Action item:
From the listing below, copy only the lines from the line that contains "let words = &mut" to the line that contains "let offset = (lo", counting those two lines as part of the copy.

Exercise materials:
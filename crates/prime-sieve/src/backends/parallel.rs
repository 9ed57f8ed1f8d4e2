//! CPU sieve engine using Rayon
//!
//! Only the inner sweep of a single candidate is parallel. The slot range is
//! split on word boundaries so no two workers share a word, and `strike`
//! returns only after every worker has finished. That return is the barrier
//! between candidate `i` and the next candidate check.

use rayon::prelude::*;

use super::{Backend, EngineInfo, SieveEngine};
use crate::domain::{MarkingTable, Sweep};

const WORD_BITS: usize = usize::BITS as usize;

/// Chunks handed out per worker, for load balancing across uneven sweeps
const CHUNKS_PER_WORKER: usize = 4;

/// CPU-based sieve engine using Rayon
pub struct RayonEngine {
    info: EngineInfo,
    parallel_threshold: usize,
}

impl RayonEngine {
    pub fn new(parallel_threshold: usize) -> Self {
        let workers = num_cpus::get();

        Self {
            info: EngineInfo {
                name: format!("CPU ({} cores)", workers),
                backend: Backend::Rayon,
                workers,
            },
            parallel_threshold: parallel_threshold.max(1),
        }
    }

    pub fn parallel_threshold(&self) -> usize {
        self.parallel_threshold
    }

    fn chunk_words(&self, words: usize) -> usize {
        let chunks = self.info.workers.max(1) * CHUNKS_PER_WORKER;
        words.div_ceil(chunks).max(1)
    }
}

impl Default for RayonEngine {
    fn default() -> Self {
        Self::new(crate::domain::DEFAULT_PARALLEL_THRESHOLD)
    }
}

impl SieveEngine for RayonEngine {
    fn backend(&self) -> Backend {
        Backend::Rayon
    }

    fn info(&self) -> &EngineInfo {
        &self.info
    }

    fn strike(&self, table: &mut MarkingTable, sweep: Sweep) -> usize {
        if sweep.span() < self.parallel_threshold {
            return table.strike(sweep);
        }

        let first_word = sweep.start / WORD_BITS;
        let last_word = sweep.end.div_ceil(WORD_BITS);
        let words = &mut table.raw_words_mut()[first_word..last_word];
        let chunk_words = self.chunk_words(words.len());

        words
            .par_chunks_mut(chunk_words)
            .enumerate()
            .map(|(chunk, words)| {
                let base = (first_word + chunk * chunk_words) * WORD_BITS;
                strike_chunk(words, base, sweep)
            })
            .sum()
    }
}

/// Clear the slots of `sweep` that fall inside `words`, whose first bit is
/// table slot `base`
fn strike_chunk(words: &mut [usize], base: usize, sweep: Sweep) -> usize {
    let lo = base.max(sweep.start);
    let hi = (base + words.len() * WORD_BITS).min(sweep.end);
    if lo >= hi {
        return 0;
    }

    // First multiple at or after lo
    let offset = (lo - sweep.start).div_ceil(sweep.step) * sweep.step;
    let mut slot = sweep.start + offset;
    let mut marks = 0;

    while slot < hi {
        let bit = slot - base;
        words[bit / WORD_BITS] &= !(1usize << (bit % WORD_BITS));
        marks += 1;
        slot += sweep.step;
    }

    marks
}
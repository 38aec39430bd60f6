use serde::Serialize;

use crate::html::PropertyMap;

/// Open Graph properties the debugger looks for, in display order.
pub const OG_TAGS: [&str; 11] = [
    "og:title",
    "og:type",
    "og:url",
    "og:image",
    "og:audio",
    "og:description",
    "og:determiner",
    "og:locale",
    "og:locale:alternate",
    "og:site_name",
    "og:video",
];

/// Metadata pulled from a page head: the canonical link and every Open Graph
/// tag that was present, in page order. Tags that were not found are absent
/// from the map.
#[derive(Debug, Clone, Default, PartialEq, Eq, Serialize)]
pub struct MetaTagProperties {
    #[serde(rename = "canonicalURL", skip_serializing_if = "Option::is_none")]
    pub canonical_url: Option<String>,
    #[serde(rename = "openGraph")]
    pub open_graph: PropertyMap,
}

impl MetaTagProperties {
    /// Found tags in [`OG_TAGS`] order.
    pub fn ordered_tags(&self) -> impl Iterator<Item = (&'static str, &str)> + '_ {
        OG_TAGS
            .iter()
            .filter_map(|tag| self.open_graph.get(*tag).map(|value| (*tag, value.as_str())))
    }
}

Result:
        let words = &mut table.raw_words_mut()[first_word..last_word];
        let chunk_words = self.chunk_words(words.len());

        words
            .par_chunks_mut(chunk_words)
            .enumerate()
            .map(|(chunk, words)| {
                let base = (first_word + chunk * chunk_words) * WORD_BITS;
                strike_chunk(words, base, sweep)
            })
            .sum()
    }
}

/// Clear the slots of `sweep` that fall inside `words`, whose first bit is
/// table slot `base`
fn strike_chunk(words: &mut [usize], base: usize, sweep: Sweep) -> usize {
    let lo = base.max(sweep.start);
    let hi = (base + words.len() * WORD_BITS).min(sweep.end);
    if lo >= hi {
        return 0;
    }

    // First multiple at or after lo
    let offset = (lo - sweep.start).div_ceil(sweep.step) * sweep.step;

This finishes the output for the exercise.